Honey processed coffee refers to a coffee processing method in which the mucilage is not removed from the coffee bean before the coffee bean is dried. The mucilage dries over the coffee bean, leaving the parchment of the bean with characteristic stains.
Micro-lot Coffee (or Microlot Coffee)
Micro-lot coffees are coffee beans that come from a single lot from a single farm. These coffees come from the same coffee trees, planted in the same section of a given coffee farm. Yields are generally very low, but micro-lots produce the most differentiated and excellent coffees available for consumption.
The mucilage is the viscous protective layer that surrounds the coffee bean. This layer remains on the coffee bean when extracted from the cherry (in the wet mill) and must be removed through a separate process.
Natural processed coffee refers to coffee processed in a way in which the coffee cherry as a whole is dried (as opposed to the coffee cherry being removed first, and then only the coffee bean being dried).
The coffee bean parchment is the small protective skin surrounding the coffee bean. Named parchment skin because it shares color and texture with parchment.
A pour-over method is a drip coffee preparation method in which a barista gently, and methodically, pours water over coffee grounds disposed in a filter. This method allows for optimal control of the brewing method and permits a coffee to best express its flavors. The Chemex and v60 methods are two pour-over methods.
Quakers are defective coffee beans that fail to be roasted properly. Following a roast, quaker coffee beans remain pale compared to the beans that have been roasted properly. They must be discarded because they negatively affect the coffee brew.
Robusta is a species of the coffee tree known for its stronger, higher caffeine-content and earthy coffee beans. It is not suited for specialty coffee and is not grown in Colombia.
The SCA is the Specialty Coffee Association of America – an organization dedicated to promoting specialty coffee.
Specialty Coffee (in contrast to commercial coffee) refers to the highest grade of available coffee. Technically, specialty coffee refers to coffee that has been harvested with care, selected, deprived of any defects and roasted professionally. Specialty coffees produce cups with unique flavors and can be as differentiated (and unique) as wines.
Single-Farm Coffee (or Single-Estate Coffee)
Single-farm coffee refers to coffee beans that come from a single farm. Coffee from single farms have the benefit of being from the same terroir and generally present similar taste characteristics. Single-farm coffees are also more traceable, which allows for better control of the quality of the coffee beans.
Single-origin coffee refers to coffee beans that come from a determined region. The region can be as large as a country (e.g. coffee can be from the single origin of Colombia) or a sub-region of a country (e.g. coffee can come from the Huila region of Colombia). Most single-origin coffees are blends made from various coffees of the region.

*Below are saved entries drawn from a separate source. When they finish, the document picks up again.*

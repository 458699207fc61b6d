//! Token storage for the action API.
//!
//! Reads/writes <config_dir>/ledgerbridge/auth.json (0600 on Unix).
//! The environment variable wins over the saved file so CI and headless
//! runs never need to touch disk.

use std::path::{Path, PathBuf};

use serde::{Deserialize, Serialize};

use crate::error::ConnectorError;

pub const TOKEN_ENV: &str = "LEDGERBRIDGE_TOKEN";

/// Credentials stored locally.
#[derive(Debug, Clone, PartialEq, Eq, Serialize, Deserialize)]
pub struct Credentials {
    /// Bearer token for the integration platform
    pub token: String,
    /// Override for the action API base URL
    #[serde(default, skip_serializing_if = "Option::is_none")]
    pub api_base: Option<String>,
}

impl Credentials {
    pub fn new(token: impl Into<String>) -> Self {
        Self { token: token.into(), api_base: None }
    }
}

/// Returns the path to the credentials file.
pub fn auth_file_path() -> Option<PathBuf> {
    dirs::config_dir().map(|c| c.join("ledgerbridge").join("auth.json"))
}

/// Load saved credentials. Returns None if none are saved or the file is
/// invalid.
pub fn load_credentials(path: &Path) -> Option<Credentials> {
    let contents = std::fs::read_to_string(path).ok()?;
    match serde_json::from_str(&contents) {
        Ok(creds) => Some(creds),
        Err(e) => {
            log::warn!("ignoring unreadable credentials file {}: {}", path.display(), e);
            None
        }
    }
}

/// Save credentials, creating the parent directory. Sets 0600 permissions
/// on Unix.
pub fn save_credentials(path: &Path, creds: &Credentials) -> Result<(), ConnectorError> {
    if let Some(parent) = path.parent() {
        std::fs::create_dir_all(parent)
            .map_err(|e| ConnectorError::Io(format!("Failed to create config directory: {}", e)))?;
    }

    let contents = serde_json::to_string_pretty(creds)
        .map_err(|e| ConnectorError::Parse(format!("Failed to serialize credentials: {}", e)))?;

    std::fs::write(path, &contents)
        .map_err(|e| ConnectorError::Io(format!("Failed to write auth file: {}", e)))?;

    #[cfg(unix)]
    {
        use std::os::unix::fs::PermissionsExt;
        let permissions = std::fs::Permissions::from_mode(0o600);
        std::fs::set_permissions(path, permissions)
            .map_err(|e| ConnectorError::Io(format!("Failed to set file permissions: {}", e)))?;
    }

    Ok(())
}

pub fn delete_credentials(path: &Path) -> Result<(), ConnectorError> {
    if path.exists() {
        std::fs::remove_file(path)
            .map_err(|e| ConnectorError::Io(format!("Failed to delete auth file: {}", e)))?;
    }
    Ok(())
}

/// Resolve the bearer token: explicit > `LEDGERBRIDGE_TOKEN` > saved file.
pub fn resolve_token(explicit: Option<&str>) -> Result<String, ConnectorError> {
    let env = std::env::var(TOKEN_ENV).ok();
    let saved = auth_file_path().and_then(|p| load_credentials(&p));
    pick_token(explicit, env.as_deref(), saved.as_ref())
}

fn pick_token(
    explicit: Option<&str>,
    env: Option<&str>,
    saved: Option<&Credentials>,
) -> Result<String, ConnectorError> {
    let non_empty = |s: &&str| !s.trim().is_empty();
    explicit
        .filter(non_empty)
        .or_else(|| env.filter(non_empty))
        .or_else(|| saved.map(|c| c.token.as_str()).filter(non_empty))
        .map(str::to_string)
        .ok_or(ConnectorError::NotAuthenticated)
}
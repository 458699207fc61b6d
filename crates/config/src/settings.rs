// Application settings
// Loaded from <config_dir>/ledgerbridge/settings.toml

use std::fmt;
use std::fs;
use std::path::{Path, PathBuf};

use ledgerbridge_journal::FetchMode;
use serde::{Deserialize, Serialize};

#[derive(Debug, Clone, PartialEq, Eq)]
pub enum ConfigError {
    /// Reading or writing the settings file failed.
    Io(String),
    /// The file is not valid TOML for [`Settings`].
    Parse(String),
    /// The file parsed but a value is out of range.
    Validation(String),
}

impl fmt::Display for ConfigError {
    fn fmt(&self, f: &mut fmt::Formatter<'_>) -> fmt::Result {
        match self {
            Self::Io(msg) => write!(f, "settings I/O error: {msg}"),
            Self::Parse(msg) => write!(f, "invalid settings file: {msg}"),
            Self::Validation(msg) => write!(f, "invalid setting: {msg}"),
        }
    }
}

impl std::error::Error for ConfigError {}

#[derive(Debug, Clone, PartialEq, Eq, Serialize, Deserialize)]
#[serde(default)]
pub struct Settings {
    // Connection
    /// Connection key of the accounting system inside the integration platform.
    pub connection_key: String,
    pub action_api_base: String,
    /// Base URL of the mapping store REST API.
    pub mapping_api_base: String,

    // Action names
    pub journal_action: String,
    pub ledger_accounts_action: String,
    pub invoices_action: String,
    pub create_invoice_action: String,
    /// Account options for category and contractor mapping.
    pub accounts_action: String,
    pub vendors_action: String,
    /// Data collection whose field schema drives the invoice form.
    pub invoices_collection: String,

    // Journal view
    pub page_size: usize,
    pub fetch_mode: FetchMode,
    /// Cursor pages followed per account. 1 = first page only.
    pub max_pages_per_account: usize,

    // HTTP
    /// Retries for lookups and mapping calls. Journal fetches and creates
    /// are always sent once.
    pub max_retries: u32,
    pub timeout_secs: u64,
}

impl Default for Settings {
    fn default() -> Self {
        Self {
            // Connection
            connection_key: "netsuite".to_string(),
            action_api_base: "https://api.integration.app".to_string(),
            mapping_api_base: "http://localhost:3000".to_string(),
            // Action names
            journal_action: "list-journal-entries".to_string(),
            ledger_accounts_action: "list-ledger-accounts".to_string(),
            invoices_action: "list-invoices".to_string(),
            create_invoice_action: "create-invoice".to_string(),
            accounts_action: "get-accounts".to_string(),
            vendors_action: "get-vendors".to_string(),
            invoices_collection: "invoices".to_string(),
            // Journal view
            page_size: 10,
            fetch_mode: FetchMode::Sequential,
            max_pages_per_account: 1,
            // HTTP
            max_retries: 3,
            timeout_secs: 30,
        }
    }
}

impl Settings {
    /// Get the settings file path
    pub fn config_path() -> Option<PathBuf> {
        dirs::config_dir().map(|c| c.join("ledgerbridge").join("settings.toml"))
    }

    /// Load settings from the default location. A missing file yields
    /// defaults; an unreadable or invalid one is an error.
    pub fn load() -> Result<Self, ConfigError> {
        match Self::config_path() {
            Some(path) => Self::load_from(&path),
            None => {
                log::debug!("no config directory on this platform, using default settings");
                Ok(Self::default())
            }
        }
    }

    pub fn load_from(path: &Path) -> Result<Self, ConfigError> {
        if !path.exists() {
            log::debug!("{} not found, using default settings", path.display());
            return Ok(Self::default());
        }

        let contents = fs::read_to_string(path)
            .map_err(|e| ConfigError::Io(format!("{}: {e}", path.display())))?;
        Self::from_toml(&contents)
    }

    pub fn from_toml(contents: &str) -> Result<Self, ConfigError> {
        let settings: Self = toml::from_str(contents).map_err(|e| ConfigError::Parse(e.to_string()))?;
        settings.validate()?;
        Ok(settings)
    }

    pub fn to_toml(&self) -> Result<String, ConfigError> {
        toml::to_string_pretty(self).map_err(|e| ConfigError::Parse(e.to_string()))
    }

    /// Write settings to `path`, creating the parent directory.
    pub fn save_to(&self, path: &Path) -> Result<(), ConfigError> {
        self.validate()?;

        if let Some(parent) = path.parent() {
            fs::create_dir_all(parent).map_err(|e| ConfigError::Io(e.to_string()))?;
        }
        fs::write(path, self.to_toml()?).map_err(|e| ConfigError::Io(e.to_string()))
    }

    pub fn save(&self) -> Result<(), ConfigError> {
        let path = Self::config_path()
            .ok_or_else(|| ConfigError::Io("could not determine config directory".to_string()))?;
        self.save_to(&path)
    }

    pub fn validate(&self) -> Result<(), ConfigError> {
        if self.page_size == 0 {
            return Err(ConfigError::Validation("page_size must be at least 1".into()));
        }
        if self.max_pages_per_account == 0 {
            return Err(ConfigError::Validation("max_pages_per_account must be at least 1".into()));
        }
        for (name, value) in [
            ("connection_key", &self.connection_key),
            ("journal_action", &self.journal_action),
            ("accounts_action", &self.accounts_action),
            ("vendors_action", &self.vendors_action),
            ("invoices_collection", &self.invoices_collection),
        ] {
            if value.trim().is_empty() {
                return Err(ConfigError::Validation(format!("{name} must not be empty")));
            }
        }
        for (name, base) in [
            ("action_api_base", &self.action_api_base),
            ("mapping_api_base", &self.mapping_api_base),
        ] {
            if !(base.starts_with("http://") || base.starts_with("https://")) {
                return Err(ConfigError::Validation(format!("{name} must be an http(s) URL, got {base:?}")));
            }
        }
        Ok(())
    }
}
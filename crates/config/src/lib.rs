// Configuration loading

pub mod settings;

pub use settings::{ConfigError, Settings};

The terroir denotes the characteristics that can only be found in a certain place of the world, such as soil type, winds, altitude, etc. and that are reflected in the coffee grown in such conditions.
Washed Coffee (or Wet-Processed Coffee)
Washed coffee is a coffee processing method in which the cherry is removed and then the mucilage is removed by washing with water. The coffee bean is then dried.
A wet mill is a facility where the pulp of the coffee cherry is removed in order to extract the coffee bean.
A coffee variety is botanical variety of a coffee tree species. In the world of specialty coffee, the Arabica species is considered the highest quality.
The v60 is a drip-coffee preparation method consisting of a V-shaped plastic, metal or glass cone in which a filter, and then coffee grounds are placed, to brew coffee. The “60” comes from the 60 degree angles of the cone.
Yirgacheffe is a varietal of Arabica coffee tree originally from Ethiopia and uncommon in Colombia. It is more challenging to cultivate than other varietals, but yields coffee beans with more distinctive flavors.